• [REQUIRED WORK]
Once you reach the line containing "channel misconfigured: on/off" in the entries below, write out that line and each one after it down to the line containing "moves require an", exactly and with nothing added.

• [DATA EXTRACT]
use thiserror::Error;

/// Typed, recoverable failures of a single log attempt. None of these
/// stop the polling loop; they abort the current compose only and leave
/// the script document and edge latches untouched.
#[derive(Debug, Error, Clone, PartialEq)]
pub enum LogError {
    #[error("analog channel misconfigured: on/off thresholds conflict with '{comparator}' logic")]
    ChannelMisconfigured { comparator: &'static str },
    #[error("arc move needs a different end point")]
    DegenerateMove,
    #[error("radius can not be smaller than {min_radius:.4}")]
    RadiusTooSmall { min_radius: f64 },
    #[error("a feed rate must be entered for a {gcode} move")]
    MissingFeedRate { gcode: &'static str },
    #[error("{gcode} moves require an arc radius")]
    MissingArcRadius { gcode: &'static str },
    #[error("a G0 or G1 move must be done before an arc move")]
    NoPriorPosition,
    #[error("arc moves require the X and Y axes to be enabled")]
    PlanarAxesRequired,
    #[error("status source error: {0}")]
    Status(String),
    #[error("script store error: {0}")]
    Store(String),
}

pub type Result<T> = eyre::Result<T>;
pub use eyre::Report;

• [YOUR RESPONSE]
    #[error("analog channel misconfigured: on/off thresholds conflict with '{comparator}' logic")]
    ChannelMisconfigured { comparator: &'static str },
    #[error("arc move needs a different end point")]
    DegenerateMove,
    #[error("radius can not be smaller than {min_radius:.4}")]
    RadiusTooSmall { min_radius: f64 },
    #[error("a feed rate must be entered for a {gcode} move")]
    MissingFeedRate { gcode: &'static str },
    #[error("{gcode} moves require an arc radius")]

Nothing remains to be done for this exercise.